# Fear Factor



## Guest (Jan 30, 2002)

I love this show !!

Its being aired on Suber Bowl Sunday......thats counter productive programming, especially for the west coast feeds.

Zap2it.com is showing it airing at 7:50PM Eastern, 4:50PM Pacific. This falls 1:50 into the game, about the time they expect halftime to fall.

This special edition will feature Playboy playmates competing in the stunts. After the special episode, NBC will finish the night airing regular installments of Fear Factor.

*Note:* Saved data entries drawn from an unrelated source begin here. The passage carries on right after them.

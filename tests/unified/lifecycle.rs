//! Entities, sessions, transactions, fail points and teardown

use crate::common::*;
use serde_json::{json, Value};
use unified_runner::{Error, TestOutcome};

fn entities_with_session() -> Value {
    let mut entities = standard_entities();
    entities
        .as_array_mut()
        .unwrap()
        .push(json!({ "session": { "id": "session0", "client": "client0" } }));
    entities
}

fn file(entities: Value, tests: Value) -> Value {
    json!({
        "description": "lifecycle",
        "schemaVersion": "1.3",
        "createEntities": entities,
        "initialData": [{ "collectionName": "coll", "databaseName": "db", "documents": [] }],
        "tests": tests
    })
}

#[test]
fn unresolved_parent_aborts_the_file() {
    let fx = Fixture::new();
    let err = fx
        .run(file(
            json!([
                { "database": { "id": "database0", "client": "client0", "databaseName": "db" } }
            ]),
            json!([{ "description": "never runs", "operations": [] }]),
        ))
        .unwrap_err();
    assert!(matches!(err, Error::UnresolvedParent { ref id } if id == "client0"));
}

#[test]
fn duplicate_entity_id_aborts_the_file() {
    let fx = Fixture::new();
    let err = fx
        .run(file(
            json!([
                { "client": { "id": "client0" } },
                { "client": { "id": "client0" } }
            ]),
            json!([{ "description": "never runs", "operations": [] }]),
        ))
        .unwrap_err();
    assert!(matches!(err, Error::DuplicateEntityId { .. }));
}

#[test]
fn operation_on_wrong_entity_kind_aborts_the_file() {
    let fx = Fixture::new();
    let err = fx
        .run(file(
            standard_entities(),
            json!([{
                "description": "insert on a client",
                "operations": [{
                    "name": "insertOne",
                    "object": "client0",
                    "arguments": { "document": { "_id": 1 } }
                }]
            }]),
        ))
        .unwrap_err();
    assert!(matches!(err, Error::UnsupportedTarget { .. }), "{}", err);
}

#[test]
fn committed_transaction_is_visible() {
    let fx = Fixture::new();
    let report = fx
        .run(file(
            entities_with_session(),
            json!([{
                "description": "commit",
                "operations": [
                    { "name": "startTransaction", "object": "session0" },
                    {
                        "name": "insertOne",
                        "object": "collection0",
                        "arguments": { "document": { "_id": 1 }, "session": "session0" }
                    },
                    {
                        "name": "assertSessionTransactionState",
                        "object": "testRunner",
                        "arguments": { "session": "session0", "state": "in_progress" }
                    },
                    { "name": "commitTransaction", "object": "session0" },
                    {
                        "name": "assertSessionTransactionState",
                        "object": "testRunner",
                        "arguments": { "session": "session0", "state": "committed" }
                    }
                ],
                "outcome": [{ "collectionName": "coll", "databaseName": "db", "documents": [{ "_id": 1 }] }]
            }]),
        ))
        .unwrap();
    assert!(report.is_success(), "{}", report);
}

#[test]
fn aborted_transaction_leaves_no_trace() {
    let fx = Fixture::new();
    let report = fx
        .run(file(
            entities_with_session(),
            json!([{
                "description": "abort",
                "operations": [
                    { "name": "startTransaction", "object": "session0" },
                    {
                        "name": "insertOne",
                        "object": "collection0",
                        "arguments": { "document": { "_id": 1 }, "session": "session0" }
                    },
                    { "name": "abortTransaction", "object": "session0" }
                ],
                "outcome": [{ "collectionName": "coll", "databaseName": "db", "documents": [] }]
            }]),
        ))
        .unwrap();
    assert!(report.is_success(), "{}", report);
}

#[test]
fn failing_test_tears_down_its_transaction() {
    let fx = Fixture::new();
    let report = fx
        .run(file(
            entities_with_session(),
            json!([{
                "description": "left open",
                "operations": [
                    { "name": "startTransaction", "object": "session0" },
                    {
                        "name": "insertOne",
                        "object": "collection0",
                        "arguments": { "document": { "_id": 1 }, "session": "session0" }
                    },
                    {
                        "name": "assertSessionTransactionState",
                        "object": "testRunner",
                        "arguments": { "session": "session0", "state": "committed" }
                    }
                ]
            }]),
        ))
        .unwrap();
    assert!(failure_reason(&report, "left open").contains("assertion failed"));
    assert_eq!(fx.driver.open_transactions(), 0);
}

#[test]
fn fail_point_injects_error_and_is_disabled_at_teardown() {
    let fx = Fixture::new();
    let report = fx
        .run(file(
            standard_entities(),
            json!([{
                "description": "fail point",
                "operations": [
                    {
                        "name": "failPoint",
                        "object": "testRunner",
                        "arguments": {
                            "client": "client0",
                            "failPoint": {
                                "configureFailPoint": "failCommand",
                                "mode": "alwaysOn",
                                "data": { "failCommands": ["insert"], "errorCode": 91 }
                            }
                        }
                    },
                    {
                        "name": "insertOne",
                        "object": "collection0",
                        "arguments": { "document": { "_id": 1 } },
                        "expectError": { "isClientError": false, "errorCode": 91 }
                    }
                ],
                "outcome": [{ "collectionName": "coll", "databaseName": "db", "documents": [] }]
            }]),
        ))
        .unwrap();
    assert!(report.is_success(), "{}", report);
    assert_eq!(fx.driver.active_fail_points(), 0);
}

#[test]
fn change_stream_sees_inserts() {
    let fx = Fixture::new();
    let report = fx
        .run(file(
            standard_entities(),
            json!([{
                "description": "watch",
                "operations": [
                    {
                        "name": "createChangeStream",
                        "object": "collection0",
                        "arguments": { "pipeline": [] },
                        "saveResultAsEntity": "changeStream0"
                    },
                    {
                        "name": "insertOne",
                        "object": "collection0",
                        "arguments": { "document": { "_id": 1, "x": 1 } }
                    },
                    {
                        "name": "iterateUntilDocumentOrError",
                        "object": "changeStream0",
                        "expectResult": {
                            "operationType": "insert",
                            "ns": { "db": "db", "coll": "coll" },
                            "fullDocument": { "_id": 1, "x": 1 }
                        }
                    }
                ]
            }]),
        ))
        .unwrap();
    assert_eq!(report.outcome("watch"), Some(&TestOutcome::Passed), "{}", report);
}

#[test]
fn index_assertions() {
    let fx = Fixture::new();
    let report = fx
        .run(file(
            standard_entities(),
            json!([{
                "description": "indexes",
                "operations": [
                    {
                        "name": "assertIndexNotExists",
                        "object": "testRunner",
                        "arguments": { "databaseName": "db", "collectionName": "coll", "indexName": "x_1" }
                    },
                    {
                        "name": "createIndex",
                        "object": "collection0",
                        "arguments": { "keys": { "x": 1 }, "name": "x_1" }
                    },
                    {
                        "name": "assertIndexExists",
                        "object": "testRunner",
                        "arguments": { "databaseName": "db", "collectionName": "coll", "indexName": "x_1" }
                    }
                ]
            }]),
        ))
        .unwrap();
    assert!(report.is_success(), "{}", report);
}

Here's a picture of the dingy Playmates.


----------



## Guest (Jan 30, 2002)

I don't usually watch Fear Factor but I think I might make an exception in this case.


----------



## Guest (Jan 30, 2002)

I think Ill watch this show and see what its all about


----------



## Guest (Jan 31, 2002)

I wonder if they will have the Playmates covered head to toe in worms and scorpions, or will it be more adjusted for the playmates like can they use their personalities only to convince some blind billionaire to take them to Europe for the weekend.


----------



## Guest (Jan 31, 2002)

As long as its not like last weeks show where they made everyone eay fresh cow brains. (YUCK)

Scott


----------



## Guest (Jan 31, 2002)

Last one I seen, they made them eat 6" to 8" long PIG BOWL.  Everyone single one of them almost chunked it back up.


----------



## Guest (Jan 31, 2002)

Looked like there was a playmate with her head in a clear box with flies or something in it. It looked like she had to either squash the flies with her head or eat the flies??? YECH!!!


----------



## Guest (Feb 4, 2002)

*SHOOT*....I got so wrapped up in the game I forgot all about Fear Factor last night....*sigh*


----------



## Guest (Feb 4, 2002)

I saw a few minutes of it, I turned it on right when Stacy was about to walk accross the buildings on the tightrope. Man that was a great part


----------



## Guest (Feb 5, 2002)

I did watch it last night, did ya see the maggots and chickens feet part......YUK! :x


----------



## Guest (Feb 13, 2002)

I can't wait to see the WWF Fear Factor. That will be an interesting show, but the grossest thing I've seen thus far is where the people had to eat bull testicles.


----------



## Guest (Feb 13, 2002)

My son is looking forward to that one. I'm not sure when the next scheduled FF is.


----------



## Guest (Feb 24, 2002)

Next Fear Factor is 2/25/02 - WWF version in time for Feb sweeps. 8:00pm ET on the NBC Television Network.


----------



## Guest (Feb 24, 2002)

Thanks for reminding me....


----------



## Guest (Feb 24, 2002)

I have already seen most of the WWF fear factor from all the clips they have shown all over the place. Its not that gross of an episode, about the grosest thing that did was made them dfrink a cow shake which was made of various cow parts (no they didnt show the whole parts before it was made)

Scott


----------



## Guest (Feb 26, 2002)

YUCK...:x 
It turned out being Pig brain milkshake, then they had to roll the dice for 3 additional additives to to ground into the shake.
Additional stuff added were: spleen, cows eyes, rooster nuts, cod liver oil, fish sauce?....I can't remeber the rest. I almost YAKED watching it.


----------



## Guest (Feb 26, 2002)

> <snip>rooster nuts</snip> <snip>fish sauce</snip>


Im not even gonna ask


----------



## Guest (Feb 26, 2002)

Actually to be fair to the show, they were not rooster nuts. They instead had Rooster Jewles.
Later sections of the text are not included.